Segment Start: Data excerpts
//! # Component Manager
//!
//! Per-instance orchestrator. Drives `configure` → `start` / `stop` →
//! `state_changed` on the registered handlers and intercepts every read and
//! write of the component's manipulated fields.
//!
//! ## Locking
//!
//! Lifecycle operations (`configure`, `start`, `stop`, `set_state`) are
//! serialized by a reentrant per-instance lock, so a handler reacting to a
//! transition may itself trigger another one on the same thread. No internal
//! data lock is held while a handler is being called.

use super::component_type::{ComponentMethod, ComponentType};
use super::context::PlatformContext;
use crate::constants::events;
use crate::error::CallbackError;
use crate::handlers::Handler;
use crate::metadata::{ComponentInfo, ComponentMetadata};
use crate::state_machine::{ComponentState, StateTransition};
use crate::value::Dictionary;
use parking_lot::{ReentrantMutex, RwLock};
use serde_json::{json, Value};
use std::collections::HashMap;
use std::sync::Arc;
use tracing::{debug, info};

struct HandlerRegistration {
    handler: Arc<dyn Handler>,
    fields: Vec<String>,
}

/// Orchestrator of one component instance
pub struct ComponentManager {
    metadata: ComponentMetadata,
    component_type: ComponentType,
    context: PlatformContext,
    info: RwLock<ComponentInfo>,
    state: RwLock<ComponentState>,
    handlers: RwLock<Vec<HandlerRegistration>>,
    fields: RwLock<HashMap<String, Value>>,
    lifecycle: ReentrantMutex<()>,
}

impl std::fmt::Debug for ComponentManager {
    fn fmt(&self, f: &mut std::fmt::Formatter<'_>) -> std::fmt::Result {
        f.debug_struct("ComponentManager")
            .field("class_name", &self.metadata.class_name())
            .field("state", &*self.state.read())
            .field("handlers", &self.handler_names())
            .finish()
    }
}

impl ComponentManager {
    pub fn new(
        metadata: ComponentMetadata,
        component_type: ComponentType,
        context: PlatformContext,
    ) -> Arc<Self> {
        let info = ComponentInfo::new(metadata.class_name());
        Arc::new(Self {
            metadata,
            component_type,
            context,
            info: RwLock::new(info),
            state: RwLock::new(ComponentState::Invalid),
            handlers: RwLock::new(Vec::new()),
            fields: RwLock::new(HashMap::new()),
            lifecycle: ReentrantMutex::new(()),
        })
    }

    /// Configure every candidate handler in order.
    ///
    /// Candidates that do not register themselves stay dormant and are dropped.
    pub fn configure(
        self: &Arc<Self>,
        candidates: Vec<Arc<dyn Handler>>,
        configuration: &Dictionary,
    ) {
        let _lifecycle = self.lifecycle.lock();

        for candidate in candidates {
            candidate.configure(self, &self.metadata, configuration);
        }

        info!(
            component = %self.class_name(),
            handlers = ?self.handler_names(),
            "Component configured"
        );
    }

    /// Register a handler as a validity participant
    pub fn register(&self, handler: Arc<dyn Handler>) {
        self.register_with_fields(handler, &[]);
    }

    /// Register a handler and its interest in get/set interception of `fields`
    pub fn register_with_fields(&self, handler: Arc<dyn Handler>, fields: &[String]) {
        let mut handlers = self.handlers.write();
        if let Some(existing) = handlers
            .iter_mut()
            .find(|r| same_handler(&r.handler, &handler))
        {
            for field in fields {
                if !existing.fields.contains(field) {
                    existing.fields.push(field.clone());
                }
            }
            return;
        }

        debug!(
            component = %self.metadata.class_name(),
            handler = handler.name(),
            fields = ?fields,
            "Handler registered"
        );
        handlers.push(HandlerRegistration {
            handler,
            fields: fields.to_vec(),
        });
    }

    /// Start registered handlers in order, then evaluate validity
    pub fn start(&self) {
        let _lifecycle = self.lifecycle.lock();

        for handler in self.registered_handlers() {
            handler.start();
        }
        info!(component = %self.class_name(), "Component started");

        self.check_validity();
    }

    /// Stop registered handlers in order; the instance ends INVALID
    pub fn stop(&self) {
        let _lifecycle = self.lifecycle.lock();

        for handler in self.registered_handlers() {
            handler.stop();
        }
        *self.state.write() = ComponentState::Invalid;

        info!(component = %self.class_name(), "Component stopped");
    }

    /// VALID iff every registered handler is satisfied
    pub fn check_validity(&self) {
        let valid = self.registered_handlers().iter().all(|h| h.is_valid());
        self.set_state(if valid {
            ComponentState::Valid
        } else {
            ComponentState::Invalid
        });
    }

    /// Record a new validity state and notify handlers in registration order
    pub fn set_state(&self, state: ComponentState) {
        let _lifecycle = self.lifecycle.lock();

        let previous = {
            let mut current = self.state.write();
            if *current == state {
                return;
            }
            std::mem::replace(&mut *current, state)
        };
        let transition = StateTransition::new(previous, state);

        info!(
            component = %self.class_name(),
            from = %transition.from,
            to = %transition.to,
            "Component state changed"
        );

        self.context.events.publish(
            events::COMPONENT_STATE_CHANGED,
            json!({
                "component": self.class_name(),
                "from": transition.from,
                "to": transition.to,
            }),
        );

        for handler in self.registered_handlers() {
            // A handler may have started a nested transition on this thread
            if *self.state.read() != state {
                debug!(
                    component = %self.class_name(),
                    to = %state,
                    "Transition superseded, remaining handlers skipped"
                );
                return;
            }
            handler.state_changed(state);
        }
    }

    pub fn state(&self) -> ComponentState {
        *self.state.read()
    }

    /// Write a manipulated field; every interested handler sees the write first
    pub fn set_field(&self, field: &str, value: Value) {
        for handler in self.handlers_for_field(field) {
            handler.setter_callback(field, &value);
        }
        self.fields.write().insert(field.to_string(), value);
    }

    /// Read a manipulated field as rewritten by the interested handlers
    pub fn get_field(&self, field: &str) -> Option<Value> {
        let raw = self.fields.read().get(field).cloned();
        self.handlers_for_field(field)
            .into_iter()
            .fold(raw, |value, handler| handler.getter_callback(field, value))
    }

    /// Handler-facing entry of the write path: behaves as a component write
    pub fn setter_callback(&self, field: &str, value: Value) {
        self.set_field(field, value);
    }

    /// Invoke a resolved component method against this instance
    pub fn invoke(
        &self,
        method: &ComponentMethod,
        declared_static: bool,
    ) -> Result<(), CallbackError> {
        method.invoke(self, declared_static)
    }

    /// Typed lookup among the registered handlers
    pub fn handler<T: Handler>(&self) -> Option<Arc<T>> {
        self.registered_handlers()
            .into_iter()
            .find_map(|handler| handler.into_any().downcast::<T>().ok())
    }

    pub fn handler_names(&self) -> Vec<&'static str> {
        self.handlers.read().iter().map(|r| r.handler.name()).collect()
    }

    pub fn metadata(&self) -> &ComponentMetadata {
        &self.metadata
    }

    pub fn component_type(&self) -> &ComponentType {
        &self.component_type
    }

    pub fn context(&self) -> &PlatformContext {
        &self.context
    }

    pub fn class_name(&self) -> &str {
        self.metadata.class_name()
    }

    /// Snapshot of the published capability surface
    pub fn component_info(&self) -> ComponentInfo {
        self.info.read().clone()
    }

    pub fn update_component_info<F>(&self, update: F)
    where
        F: FnOnce(&mut ComponentInfo),
    {
        update(&mut self.info.write());
    }

    fn registered_handlers(&self) -> Vec<Arc<dyn Handler>> {
        self.handlers
            .read()
            .iter()
            .map(|r| Arc::clone(&r.handler))
            .collect()
    }

    fn handlers_for_field(&self, field: &str) -> Vec<Arc<dyn Handler>> {
        self.handlers
            .read()
            .iter()
            .filter(|r| r.fields.iter().any(|f| f == field))
            .map(|r| Arc::clone(&r.handler))
            .collect()
    }
}

fn same_handler(a: &Arc<dyn Handler>, b: &Arc<dyn Handler>) -> bool {
    std::ptr::eq(
        Arc::as_ptr(a) as *const (),
        Arc::as_ptr(b) as *const (),
    )
}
Segment End: Data excerpts
= Problem requirements =
Your job is to copy all the records exactly.

= Reply to the exercise =
//! # Component Manager
//!
//! Per-instance orchestrator. Drives `configure` → `start` / `stop` →
//! `state_changed` on the registered handlers and intercepts every read and
//! write of the component's manipulated fields.
//!
//! ## Locking
//!
//! Lifecycle operations (`configure`, `start`, `stop`, `set_state`) are
//! serialized by a reentrant per-instance lock, so a handler reacting to a
//! transition may itself trigger another one on the same thread. No internal
//! data lock is held while a handler is being called.

use super::component_type::{ComponentMethod, ComponentType};
use super::context::PlatformContext;
use crate::constants::events;
use crate::error::CallbackError;
use crate::handlers::Handler;
use crate::metadata::{ComponentInfo, ComponentMetadata};
use crate::state_machine::{ComponentState, StateTransition};
use crate::value::Dictionary;
use parking_lot::{ReentrantMutex, RwLock};
use serde_json::{json, Value};
use std::collections::HashMap;
use std::sync::Arc;
use tracing::{debug, info};

struct HandlerRegistration {
    handler: Arc<dyn Handler>,
    fields: Vec<String>,
}

/// Orchestrator of one component instance
pub struct ComponentManager {
    metadata: ComponentMetadata,
    component_type: ComponentType,
    context: PlatformContext,
    info: RwLock<ComponentInfo>,
    state: RwLock<ComponentState>,
    handlers: RwLock<Vec<HandlerRegistration>>,
    fields: RwLock<HashMap<String, Value>>,
    lifecycle: ReentrantMutex<()>,
}

impl std::fmt::Debug for ComponentManager {
    fn fmt(&self, f: &mut std::fmt::Formatter<'_>) -> std::fmt::Result {
        f.debug_struct("ComponentManager")
            .field("class_name", &self.metadata.class_name())
            .field("state", &*self.state.read())
            .field("handlers", &self.handler_names())
            .finish()
    }
}

impl ComponentManager {
    pub fn new(
        metadata: ComponentMetadata,
        component_type: ComponentType,
        context: PlatformContext,
    ) -> Arc<Self> {
        let info = ComponentInfo::new(metadata.class_name());
        Arc::new(Self {
            metadata,
            component_type,
            context,
            info: RwLock::new(info),
            state: RwLock::new(ComponentState::Invalid),
            handlers: RwLock::new(Vec::new()),
            fields: RwLock::new(HashMap::new()),
            lifecycle: ReentrantMutex::new(()),
        })
    }

    /// Configure every candidate handler in order.
    ///
    /// Candidates that do not register themselves stay dormant and are dropped.
    pub fn configure(
        self: &Arc<Self>,
        candidates: Vec<Arc<dyn Handler>>,
        configuration: &Dictionary,
    ) {
        let _lifecycle = self.lifecycle.lock();

        for candidate in candidates {
            candidate.configure(self, &self.metadata, configuration);
        }

        info!(
            component = %self.class_name(),
            handlers = ?self.handler_names(),
            "Component configured"
        );
    }

    /// Register a handler as a validity participant
    pub fn register(&self, handler: Arc<dyn Handler>) {
        self.register_with_fields(handler, &[]);
    }

    /// Register a handler and its interest in get/set interception of `fields`
    pub fn register_with_fields(&self, handler: Arc<dyn Handler>, fields: &[String]) {
        let mut handlers = self.handlers.write();
        if let Some(existing) = handlers
            .iter_mut()
            .find(|r| same_handler(&r.handler, &handler))
        {
            for field in fields {
                if !existing.fields.contains(field) {
                    existing.fields.push(field.clone());
                }
            }
            return;
        }

        debug!(
            component = %self.metadata.class_name(),
            handler = handler.name(),
            fields = ?fields,
            "Handler registered"
        );
        handlers.push(HandlerRegistration {
            handler,
            fields: fields.to_vec(),
        });
    }

    /// Start registered handlers in order, then evaluate validity
    pub fn start(&self) {
        let _lifecycle = self.lifecycle.lock();

        for handler in self.registered_handlers() {
            handler.start();
        }
        info!(component = %self.class_name(), "Component started");

        self.check_validity();
    }

    /// Stop registered handlers in order; the instance ends INVALID
    pub fn stop(&self) {
        let _lifecycle = self.lifecycle.lock();

        for handler in self.registered_handlers() {
            handler.stop();
        }
        *self.state.write() = ComponentState::Invalid;

        info!(component = %self.class_name(), "Component stopped");
    }

    /// VALID iff every registered handler is satisfied
    pub fn check_validity(&self) {
        let valid = self.registered_handlers().iter().all(|h| h.is_valid());
        self.set_state(if valid {
            ComponentState::Valid
        } else {
            ComponentState::Invalid
        });
    }

    /// Record a new validity state and notify handlers in registration order
    pub fn set_state(&self, state: ComponentState) {
        let _lifecycle = self.lifecycle.lock();

        let previous = {
            let mut current = self.state.write();
            if *current == state {
                return;
            }
            std::mem::replace(&mut *current, state)
        };
        let transition = StateTransition::new(previous, state);

        info!(
            component = %self.class_name(),
            from = %transition.from,
            to = %transition.to,
            "Component state changed"
        );

        self.context.events.publish(
            events::COMPONENT_STATE_CHANGED,
            json!({
                "component": self.class_name(),
                "from": transition.from,
                "to": transition.to,
            }),
        );

        for handler in self.registered_handlers() {
            // A handler may have started a nested transition on this thread
            if *self.state.read() != state {
                debug!(
                    component = %self.class_name(),
                    to = %state,
                    "Transition superseded, remaining handlers skipped"
                );
                return;
            }
            handler.state_changed(state);
        }
    }

    pub fn state(&self) -> ComponentState {
        *self.state.read()
    }

    /// Write a manipulated field; every interested handler sees the write first
    pub fn set_field(&self, field: &str, value: Value) {
        for handler in self.handlers_for_field(field) {
            handler.setter_callback(field, &value);
        }
        self.fields.write().insert(field.to_string(), value);
    }

    /// Read a manipulated field as rewritten by the interested handlers
    pub fn get_field(&self, field: &str) -> Option<Value> {
        let raw = self.fields.read().get(field).cloned();
        self.handlers_for_field(field)
            .into_iter()
            .fold(raw, |value, handler| handler.getter_callback(field, value))
    }

    /// Handler-facing entry of the write path: behaves as a component write
    pub fn setter_callback(&self, field: &str, value: Value) {
        self.set_field(field, value);
    }

    /// Invoke a resolved component method against this instance
    pub fn invoke(
        &self,
        method: &ComponentMethod,
        declared_static: bool,
    ) -> Result<(), CallbackError> {
        method.invoke(self, declared_static)
    }

    /// Typed lookup among the registered handlers
    pub fn handler<T: Handler>(&self) -> Option<Arc<T>> {
        self.registered_handlers()
            .into_iter()
            .find_map(|handler| handler.into_any().downcast::<T>().ok())
    }

    pub fn handler_names(&self) -> Vec<&'static str> {
        self.handlers.read().iter().map(|r| r.handler.name()).collect()
    }

    pub fn metadata(&self) -> &ComponentMetadata {
        &self.metadata
    }

    pub fn component_type(&self) -> &ComponentType {
        &self.component_type
    }

    pub fn context(&self) -> &PlatformContext {
        &self.context
    }

    pub fn class_name(&self) -> &str {
        self.metadata.class_name()
    }

    /// Snapshot of the published capability surface
    pub fn component_info(&self) -> ComponentInfo {
        self.info.read().clone()
    }

    pub fn update_component_info<F>(&self, update: F)
    where
        F: FnOnce(&mut ComponentInfo),
    {
        update(&mut self.info.write());
    }

    fn registered_handlers(&self) -> Vec<Arc<dyn Handler>> {
        self.handlers
            .read()
            .iter()
            .map(|r| Arc::clone(&r.handler))
            .collect()
    }

    fn handlers_for_field(&self, field: &str) -> Vec<Arc<dyn Handler>> {
        self.handlers
            .read()
            .iter()
            .filter(|r| r.fields.iter().any(|f| f == field))
            .map(|r| Arc::clone(&r.handler))
            .collect()
    }
}

fn same_handler(a: &Arc<dyn Handler>, b: &Arc<dyn Handler>) -> bool {
    std::ptr::eq(
        Arc::as_ptr(a) as *const (),
        Arc::as_ptr(b) as *const (),
    )
}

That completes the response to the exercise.